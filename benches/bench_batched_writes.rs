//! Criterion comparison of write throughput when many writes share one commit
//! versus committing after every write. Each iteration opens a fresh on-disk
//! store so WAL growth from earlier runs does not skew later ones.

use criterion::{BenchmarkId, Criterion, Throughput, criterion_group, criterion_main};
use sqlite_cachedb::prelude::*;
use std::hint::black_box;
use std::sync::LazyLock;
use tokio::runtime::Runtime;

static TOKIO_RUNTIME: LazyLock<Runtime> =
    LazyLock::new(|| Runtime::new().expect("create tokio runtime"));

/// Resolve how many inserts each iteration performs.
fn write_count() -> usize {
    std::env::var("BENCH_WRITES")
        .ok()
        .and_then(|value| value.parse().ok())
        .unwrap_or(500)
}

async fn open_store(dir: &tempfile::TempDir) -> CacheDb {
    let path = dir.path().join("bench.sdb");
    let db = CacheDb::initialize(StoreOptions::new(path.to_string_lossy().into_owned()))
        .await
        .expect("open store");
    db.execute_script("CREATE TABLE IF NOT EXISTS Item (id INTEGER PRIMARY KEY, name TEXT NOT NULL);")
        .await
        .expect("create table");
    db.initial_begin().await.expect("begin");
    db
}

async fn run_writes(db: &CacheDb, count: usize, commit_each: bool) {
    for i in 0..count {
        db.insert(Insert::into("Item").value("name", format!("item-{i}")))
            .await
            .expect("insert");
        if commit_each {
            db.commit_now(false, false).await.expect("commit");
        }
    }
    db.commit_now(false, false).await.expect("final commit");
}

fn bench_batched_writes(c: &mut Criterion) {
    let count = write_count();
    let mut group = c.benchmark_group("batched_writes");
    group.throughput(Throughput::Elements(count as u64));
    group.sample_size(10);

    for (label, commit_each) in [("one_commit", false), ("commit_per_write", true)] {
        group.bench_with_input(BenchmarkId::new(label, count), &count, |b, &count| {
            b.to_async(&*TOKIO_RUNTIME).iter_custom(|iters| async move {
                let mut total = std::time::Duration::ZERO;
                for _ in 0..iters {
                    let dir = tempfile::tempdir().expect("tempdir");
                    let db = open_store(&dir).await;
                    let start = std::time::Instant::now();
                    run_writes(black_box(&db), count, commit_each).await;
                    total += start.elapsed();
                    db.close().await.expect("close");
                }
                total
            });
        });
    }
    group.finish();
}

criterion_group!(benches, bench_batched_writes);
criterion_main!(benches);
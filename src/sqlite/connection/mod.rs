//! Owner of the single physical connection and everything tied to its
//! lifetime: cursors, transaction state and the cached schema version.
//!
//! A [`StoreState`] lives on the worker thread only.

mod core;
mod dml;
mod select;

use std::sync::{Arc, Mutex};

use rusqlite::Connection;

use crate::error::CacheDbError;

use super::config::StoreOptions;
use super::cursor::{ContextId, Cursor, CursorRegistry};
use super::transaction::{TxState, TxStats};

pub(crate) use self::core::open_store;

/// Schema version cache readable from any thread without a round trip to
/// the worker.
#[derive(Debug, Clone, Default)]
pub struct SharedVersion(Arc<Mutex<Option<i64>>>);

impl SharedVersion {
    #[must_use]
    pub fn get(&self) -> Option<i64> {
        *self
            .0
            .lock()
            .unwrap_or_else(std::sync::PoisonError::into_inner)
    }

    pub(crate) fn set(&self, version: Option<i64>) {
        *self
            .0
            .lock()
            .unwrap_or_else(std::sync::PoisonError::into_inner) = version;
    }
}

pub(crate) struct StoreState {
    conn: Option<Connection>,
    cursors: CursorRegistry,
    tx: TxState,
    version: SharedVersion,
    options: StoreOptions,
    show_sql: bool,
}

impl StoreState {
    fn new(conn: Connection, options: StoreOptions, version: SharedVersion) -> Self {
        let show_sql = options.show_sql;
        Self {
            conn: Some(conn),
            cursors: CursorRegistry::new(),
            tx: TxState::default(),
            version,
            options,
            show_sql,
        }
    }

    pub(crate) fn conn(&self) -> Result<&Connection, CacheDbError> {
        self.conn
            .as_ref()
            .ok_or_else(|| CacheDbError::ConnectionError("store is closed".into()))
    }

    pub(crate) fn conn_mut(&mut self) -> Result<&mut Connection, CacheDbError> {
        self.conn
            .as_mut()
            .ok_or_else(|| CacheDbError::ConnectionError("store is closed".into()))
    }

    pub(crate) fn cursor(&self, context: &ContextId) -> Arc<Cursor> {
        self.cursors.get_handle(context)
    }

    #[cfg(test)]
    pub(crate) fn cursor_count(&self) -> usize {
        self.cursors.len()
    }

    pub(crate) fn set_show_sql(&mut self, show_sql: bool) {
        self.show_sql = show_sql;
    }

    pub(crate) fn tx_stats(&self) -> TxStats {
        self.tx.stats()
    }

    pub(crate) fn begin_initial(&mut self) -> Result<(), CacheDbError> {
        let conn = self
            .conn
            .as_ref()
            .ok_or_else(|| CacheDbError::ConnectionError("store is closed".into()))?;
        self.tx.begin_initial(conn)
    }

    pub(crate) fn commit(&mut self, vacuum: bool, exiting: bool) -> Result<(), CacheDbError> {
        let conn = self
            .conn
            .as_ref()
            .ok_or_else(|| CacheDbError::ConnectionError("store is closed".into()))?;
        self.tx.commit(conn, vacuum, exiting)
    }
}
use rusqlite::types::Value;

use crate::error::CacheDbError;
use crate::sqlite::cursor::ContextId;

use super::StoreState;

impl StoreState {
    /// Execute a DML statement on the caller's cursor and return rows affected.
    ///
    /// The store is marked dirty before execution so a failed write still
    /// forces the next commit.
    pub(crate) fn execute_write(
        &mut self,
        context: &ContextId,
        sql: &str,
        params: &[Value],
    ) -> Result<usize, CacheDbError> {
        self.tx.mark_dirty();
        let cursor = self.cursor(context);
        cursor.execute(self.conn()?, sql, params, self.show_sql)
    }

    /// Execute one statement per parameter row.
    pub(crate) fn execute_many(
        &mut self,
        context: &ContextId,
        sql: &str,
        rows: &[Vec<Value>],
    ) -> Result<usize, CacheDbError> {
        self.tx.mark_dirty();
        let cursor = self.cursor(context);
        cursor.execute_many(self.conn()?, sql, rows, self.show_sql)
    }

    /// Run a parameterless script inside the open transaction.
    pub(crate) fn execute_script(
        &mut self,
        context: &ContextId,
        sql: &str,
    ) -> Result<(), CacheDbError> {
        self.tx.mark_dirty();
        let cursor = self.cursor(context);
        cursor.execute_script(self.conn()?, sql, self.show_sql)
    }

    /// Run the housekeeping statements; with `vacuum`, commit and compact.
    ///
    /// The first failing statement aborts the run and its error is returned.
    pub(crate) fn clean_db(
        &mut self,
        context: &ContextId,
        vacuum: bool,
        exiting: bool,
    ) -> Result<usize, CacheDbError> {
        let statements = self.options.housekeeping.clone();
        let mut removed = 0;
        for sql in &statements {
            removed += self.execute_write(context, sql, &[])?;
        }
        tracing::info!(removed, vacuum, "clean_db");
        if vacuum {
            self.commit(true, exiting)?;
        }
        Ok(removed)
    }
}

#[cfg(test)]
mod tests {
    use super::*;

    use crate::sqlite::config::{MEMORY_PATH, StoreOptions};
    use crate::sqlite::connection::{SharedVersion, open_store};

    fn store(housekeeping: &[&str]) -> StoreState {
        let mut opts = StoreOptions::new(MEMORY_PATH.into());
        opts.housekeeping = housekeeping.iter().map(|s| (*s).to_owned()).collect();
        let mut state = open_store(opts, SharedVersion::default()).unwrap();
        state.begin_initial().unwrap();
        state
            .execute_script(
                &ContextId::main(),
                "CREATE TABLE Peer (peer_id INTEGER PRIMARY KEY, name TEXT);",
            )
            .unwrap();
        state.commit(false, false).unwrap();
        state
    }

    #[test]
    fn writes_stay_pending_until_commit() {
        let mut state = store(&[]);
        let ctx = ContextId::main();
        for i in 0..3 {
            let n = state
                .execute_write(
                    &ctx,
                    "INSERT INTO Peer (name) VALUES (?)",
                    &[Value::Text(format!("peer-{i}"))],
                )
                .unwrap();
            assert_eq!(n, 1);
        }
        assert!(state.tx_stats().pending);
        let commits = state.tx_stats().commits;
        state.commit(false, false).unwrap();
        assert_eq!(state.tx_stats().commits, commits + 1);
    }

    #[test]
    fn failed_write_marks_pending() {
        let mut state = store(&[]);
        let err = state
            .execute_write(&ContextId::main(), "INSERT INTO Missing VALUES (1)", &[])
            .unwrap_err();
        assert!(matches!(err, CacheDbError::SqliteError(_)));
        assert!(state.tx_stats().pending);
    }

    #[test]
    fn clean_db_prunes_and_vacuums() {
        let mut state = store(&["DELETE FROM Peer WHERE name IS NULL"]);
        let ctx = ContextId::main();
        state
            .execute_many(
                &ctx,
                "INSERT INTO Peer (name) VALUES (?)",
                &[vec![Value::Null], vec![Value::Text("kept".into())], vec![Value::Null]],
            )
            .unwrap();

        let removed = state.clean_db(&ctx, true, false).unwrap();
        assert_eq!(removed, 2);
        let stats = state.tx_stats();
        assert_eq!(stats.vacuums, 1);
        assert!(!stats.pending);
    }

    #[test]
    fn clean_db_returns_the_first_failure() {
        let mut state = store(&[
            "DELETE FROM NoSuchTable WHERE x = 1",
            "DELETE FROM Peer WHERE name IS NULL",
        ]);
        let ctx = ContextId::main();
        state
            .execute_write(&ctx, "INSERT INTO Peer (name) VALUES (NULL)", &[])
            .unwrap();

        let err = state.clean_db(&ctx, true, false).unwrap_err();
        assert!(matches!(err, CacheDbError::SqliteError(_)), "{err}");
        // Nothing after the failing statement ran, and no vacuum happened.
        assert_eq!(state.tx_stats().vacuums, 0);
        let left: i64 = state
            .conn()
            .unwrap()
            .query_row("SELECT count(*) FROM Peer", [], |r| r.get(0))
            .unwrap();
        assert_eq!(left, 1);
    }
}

Exercise details -> Copy down every line of the entries containing the word "bool".

Answer to this problem ->
async fn run_writes(db: &CacheDb, count: usize, commit_each: bool) {
    show_sql: bool,
    pub(crate) fn set_show_sql(&mut self, show_sql: bool) {
    pub(crate) fn commit(&mut self, vacuum: bool, exiting: bool) -> Result<(), CacheDbError> {
        vacuum: bool,
        exiting: bool,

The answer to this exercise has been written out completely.